[WORK INSTRUCTIONS]
Your response should reproduce every line of the entries that contains the word "them".
++++
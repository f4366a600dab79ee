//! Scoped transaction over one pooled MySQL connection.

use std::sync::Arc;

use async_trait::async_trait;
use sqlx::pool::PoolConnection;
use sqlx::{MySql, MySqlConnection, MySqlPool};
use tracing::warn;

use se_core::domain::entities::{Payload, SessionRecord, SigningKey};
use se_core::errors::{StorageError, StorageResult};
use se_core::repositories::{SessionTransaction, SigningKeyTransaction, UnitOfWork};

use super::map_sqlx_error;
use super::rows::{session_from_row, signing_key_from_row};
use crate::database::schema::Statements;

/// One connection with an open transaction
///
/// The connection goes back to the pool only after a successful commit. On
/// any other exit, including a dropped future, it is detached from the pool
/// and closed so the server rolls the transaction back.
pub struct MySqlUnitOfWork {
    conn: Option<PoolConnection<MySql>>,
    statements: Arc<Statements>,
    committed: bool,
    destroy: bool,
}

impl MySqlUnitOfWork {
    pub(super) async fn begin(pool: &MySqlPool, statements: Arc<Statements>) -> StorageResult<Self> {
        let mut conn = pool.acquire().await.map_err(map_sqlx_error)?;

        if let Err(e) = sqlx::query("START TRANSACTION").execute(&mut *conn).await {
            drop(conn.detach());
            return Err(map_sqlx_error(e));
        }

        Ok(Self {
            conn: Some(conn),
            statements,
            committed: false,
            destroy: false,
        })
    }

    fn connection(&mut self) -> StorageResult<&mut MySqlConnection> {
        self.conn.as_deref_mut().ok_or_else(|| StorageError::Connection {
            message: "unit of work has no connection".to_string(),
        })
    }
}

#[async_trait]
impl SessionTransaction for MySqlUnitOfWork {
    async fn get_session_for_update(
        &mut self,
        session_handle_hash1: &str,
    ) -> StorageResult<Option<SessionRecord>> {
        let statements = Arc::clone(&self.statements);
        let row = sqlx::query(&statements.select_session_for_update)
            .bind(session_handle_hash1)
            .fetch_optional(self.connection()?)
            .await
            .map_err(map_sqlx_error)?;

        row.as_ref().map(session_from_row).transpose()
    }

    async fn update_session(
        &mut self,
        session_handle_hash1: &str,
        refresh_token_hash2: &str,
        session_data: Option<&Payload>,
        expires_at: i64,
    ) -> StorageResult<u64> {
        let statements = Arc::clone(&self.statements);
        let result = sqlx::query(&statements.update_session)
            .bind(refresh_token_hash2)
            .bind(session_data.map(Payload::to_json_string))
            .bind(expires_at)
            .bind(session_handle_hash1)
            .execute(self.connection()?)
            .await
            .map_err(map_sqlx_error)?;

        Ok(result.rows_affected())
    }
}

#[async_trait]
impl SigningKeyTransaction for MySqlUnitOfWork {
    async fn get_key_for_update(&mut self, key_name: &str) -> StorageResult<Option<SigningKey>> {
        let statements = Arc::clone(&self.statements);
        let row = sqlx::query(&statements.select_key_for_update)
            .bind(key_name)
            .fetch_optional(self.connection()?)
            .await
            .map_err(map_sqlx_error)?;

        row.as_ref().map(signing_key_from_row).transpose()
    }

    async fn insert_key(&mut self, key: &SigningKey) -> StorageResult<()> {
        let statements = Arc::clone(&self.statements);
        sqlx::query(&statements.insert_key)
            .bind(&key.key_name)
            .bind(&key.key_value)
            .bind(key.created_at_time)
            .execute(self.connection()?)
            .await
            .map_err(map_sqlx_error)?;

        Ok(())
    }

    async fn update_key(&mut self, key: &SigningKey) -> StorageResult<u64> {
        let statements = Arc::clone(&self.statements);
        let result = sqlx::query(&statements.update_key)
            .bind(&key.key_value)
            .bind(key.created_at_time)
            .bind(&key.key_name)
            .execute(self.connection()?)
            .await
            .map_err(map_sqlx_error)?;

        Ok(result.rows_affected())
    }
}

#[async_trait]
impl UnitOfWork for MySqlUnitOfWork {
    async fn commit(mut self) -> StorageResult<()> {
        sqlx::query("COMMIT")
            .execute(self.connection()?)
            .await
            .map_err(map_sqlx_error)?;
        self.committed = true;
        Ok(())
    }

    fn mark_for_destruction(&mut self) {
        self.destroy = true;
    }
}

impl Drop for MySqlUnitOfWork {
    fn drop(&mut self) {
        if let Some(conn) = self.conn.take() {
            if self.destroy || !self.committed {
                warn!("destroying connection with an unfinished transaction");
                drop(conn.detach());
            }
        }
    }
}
++++
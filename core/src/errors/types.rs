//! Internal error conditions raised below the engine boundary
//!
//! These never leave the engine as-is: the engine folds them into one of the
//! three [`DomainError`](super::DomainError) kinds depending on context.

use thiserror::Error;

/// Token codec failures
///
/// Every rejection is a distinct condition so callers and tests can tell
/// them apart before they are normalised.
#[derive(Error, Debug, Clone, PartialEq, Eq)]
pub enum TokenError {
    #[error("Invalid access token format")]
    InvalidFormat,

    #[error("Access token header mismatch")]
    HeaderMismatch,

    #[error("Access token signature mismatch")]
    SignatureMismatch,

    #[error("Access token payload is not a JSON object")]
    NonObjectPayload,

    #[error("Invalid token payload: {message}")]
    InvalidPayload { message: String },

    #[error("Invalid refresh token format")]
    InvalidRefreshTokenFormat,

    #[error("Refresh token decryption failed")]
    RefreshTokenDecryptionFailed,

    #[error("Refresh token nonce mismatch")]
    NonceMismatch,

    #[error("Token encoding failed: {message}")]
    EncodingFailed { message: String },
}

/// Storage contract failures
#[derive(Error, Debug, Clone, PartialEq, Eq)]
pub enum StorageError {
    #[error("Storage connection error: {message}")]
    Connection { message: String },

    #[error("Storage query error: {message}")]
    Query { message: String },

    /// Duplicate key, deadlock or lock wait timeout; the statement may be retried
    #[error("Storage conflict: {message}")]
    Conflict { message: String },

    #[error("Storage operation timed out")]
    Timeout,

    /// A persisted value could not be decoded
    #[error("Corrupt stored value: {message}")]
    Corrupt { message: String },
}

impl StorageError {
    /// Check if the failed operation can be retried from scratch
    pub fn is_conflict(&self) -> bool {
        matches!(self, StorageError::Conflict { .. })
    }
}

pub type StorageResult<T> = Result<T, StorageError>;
++++
[ANSWER TO THIS PROBLEM]
//! These never leave the engine as-is: the engine folds them into one of the
/// them apart before they are normalised.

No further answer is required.